#### [BRIEF]
What is needed is every line of the data that includes the word "insert". Please copy each one.

== == ==

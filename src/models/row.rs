//! Target row model
//!
//! A row is an ordered mapping from ReCollect field name to value, built
//! from exactly one EMu record.

use std::path::{Path, PathBuf};

use indexmap::IndexMap;

/// Publicly displayable files
pub const ASSETS: &str = "ASSETS";
/// Internal-only files (audit snapshots, unpublished finding aids)
pub const ATTACHMENTS: &str = "ATTACHMENTS";
/// Marks a record's media as not publicly displayable
pub const REDACT: &str = "#REDACT";
/// Free-text notes about digitisation problems
pub const DIGITISATION_NOTES: &str = "Digitisation Notes";

/// Delimiter for values of `#`-prefixed multi-value fields
pub const GROUP_DELIMITER: &str = "#ng#";
/// Delimiter for ordinary repeating fields
pub const LIST_DELIMITER: &str = "|";

/// A single cell value
#[derive(Debug, Clone, PartialEq, Eq, Default)]
pub enum RowValue {
    #[default]
    Empty,
    Text(String),
    List(Vec<String>),
    Paths(Vec<PathBuf>),
}

impl RowValue {
    /// Whether the value renders as an empty cell
    pub fn is_blank(&self) -> bool {
        match self {
            RowValue::Empty => true,
            RowValue::Text(s) => s.is_empty(),
            RowValue::List(items) => items.iter().all(String::is_empty),
            RowValue::Paths(paths) => paths.is_empty(),
        }
    }

    /// Collapse into a spreadsheet cell; blank values become a true empty
    pub fn to_cell(&self, key: &str) -> Option<String> {
        let text = match self {
            RowValue::Empty => return None,
            RowValue::Text(s) => s.clone(),
            RowValue::List(items) => {
                let delimiter = if key.starts_with('#') {
                    GROUP_DELIMITER
                } else {
                    LIST_DELIMITER
                };
                items
                    .iter()
                    .filter(|s| !s.is_empty())
                    .cloned()
                    .collect::<Vec<_>>()
                    .join(delimiter)
            }
            RowValue::Paths(paths) => paths
                .iter()
                .map(|p| p.to_string_lossy().replace('\\', "/"))
                .collect::<Vec<_>>()
                .join(LIST_DELIMITER),
        };
        if text.is_empty() {
            None
        } else {
            Some(text)
        }
    }
}

impl From<String> for RowValue {
    fn from(v: String) -> Self {
        RowValue::Text(v)
    }
}

impl From<&str> for RowValue {
    fn from(v: &str) -> Self {
        RowValue::Text(v.to_string())
    }
}

impl From<Option<String>> for RowValue {
    fn from(v: Option<String>) -> Self {
        v.map(RowValue::Text).unwrap_or_default()
    }
}

impl From<Option<&str>> for RowValue {
    fn from(v: Option<&str>) -> Self {
        v.map(RowValue::from).unwrap_or_default()
    }
}

impl From<Vec<String>> for RowValue {
    fn from(v: Vec<String>) -> Self {
        RowValue::List(v)
    }
}

impl From<Vec<&str>> for RowValue {
    fn from(v: Vec<&str>) -> Self {
        RowValue::List(v.into_iter().map(String::from).collect())
    }
}

impl From<Vec<PathBuf>> for RowValue {
    fn from(v: Vec<PathBuf>) -> Self {
        RowValue::Paths(v)
    }
}

/// A migrated record ready for a template
#[derive(Debug, Clone, PartialEq, Eq, Default)]
pub struct Row {
    values: IndexMap<String, RowValue>,
}

impl Row {
    pub fn new() -> Self {
        Self::default()
    }

    /// Set a field, replacing any previous value
    pub fn set(&mut self, key: &str, value: impl Into<RowValue>) {
        self.values.insert(key.to_string(), value.into());
    }

    /// Set several fields from another row, later values winning
    pub fn merge(&mut self, other: Row) {
        for (key, value) in other.values {
            self.values.insert(key, value);
        }
    }

    pub fn get(&self, key: &str) -> Option<&RowValue> {
        self.values.get(key)
    }

    /// Text value of a field, if it is a non-empty scalar
    pub fn text(&self, key: &str) -> Option<&str> {
        match self.values.get(key) {
            Some(RowValue::Text(s)) if !s.is_empty() => Some(s.as_str()),
            _ => None,
        }
    }

    /// Text value used to sort and match rows
    pub fn sort_key(&self, key: &str) -> String {
        self.values
            .get(key)
            .and_then(|v| v.to_cell(key))
            .unwrap_or_default()
    }

    pub fn contains_key(&self, key: &str) -> bool {
        self.values.contains_key(key)
    }

    pub fn remove(&mut self, key: &str) -> Option<RowValue> {
        self.values.shift_remove(key)
    }

    pub fn keys(&self) -> impl Iterator<Item = &str> {
        self.values.keys().map(String::as_str)
    }

    pub fn iter(&self) -> impl Iterator<Item = (&str, &RowValue)> {
        self.values.iter().map(|(k, v)| (k.as_str(), v))
    }

    pub fn len(&self) -> usize {
        self.values.len()
    }

    pub fn is_empty(&self) -> bool {
        self.values.is_empty()
    }

    /// File list held by an asset-carrying field
    pub fn paths(&self, key: &str) -> &[PathBuf] {
        match self.values.get(key) {
            Some(RowValue::Paths(paths)) => paths,
            _ => &[],
        }
    }

    /// Append a file to an asset-carrying field
    pub fn push_path(&mut self, key: &str, path: impl AsRef<Path>) {
        let path = path.as_ref().to_path_buf();
        match self.values.get_mut(key) {
            Some(RowValue::Paths(paths)) => paths.push(path),
            _ => {
                self.values.insert(key.to_string(), RowValue::Paths(vec![path]));
            }
        }
    }

    /// Append a line to a text field
    pub fn append_line(&mut self, key: &str, line: &str) {
        let value = match self.text(key) {
            Some(existing) => format!("{}\n{}", existing, line),
            None => line.to_string(),
        };
        self.set(key, value);
    }

    /// Reorder to exactly `fields`, adding empty cells for missing fields.
    /// Callers check that the row holds no keys outside `fields` first.
    pub fn ordered(mut self, fields: &[String]) -> Row {
        let values = fields
            .iter()
            .map(|f| {
                let value = self.values.shift_remove(f).unwrap_or_default();
                (f.clone(), value)
            })
            .collect();
        Row { values }
    }

    /// Keys that are not in `fields`
    pub fn unknown_keys(&self, fields: &[String]) -> Vec<String> {
        self.values
            .keys()
            .filter(|k| !fields.iter().any(|f| f == *k))
            .cloned()
            .collect()
    }
}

== == ==

#### [RESPONSE]
        self.values.insert(key.to_string(), value.into());
            self.values.insert(key, value);
                self.values.insert(key.to_string(), RowValue::Paths(vec![path]));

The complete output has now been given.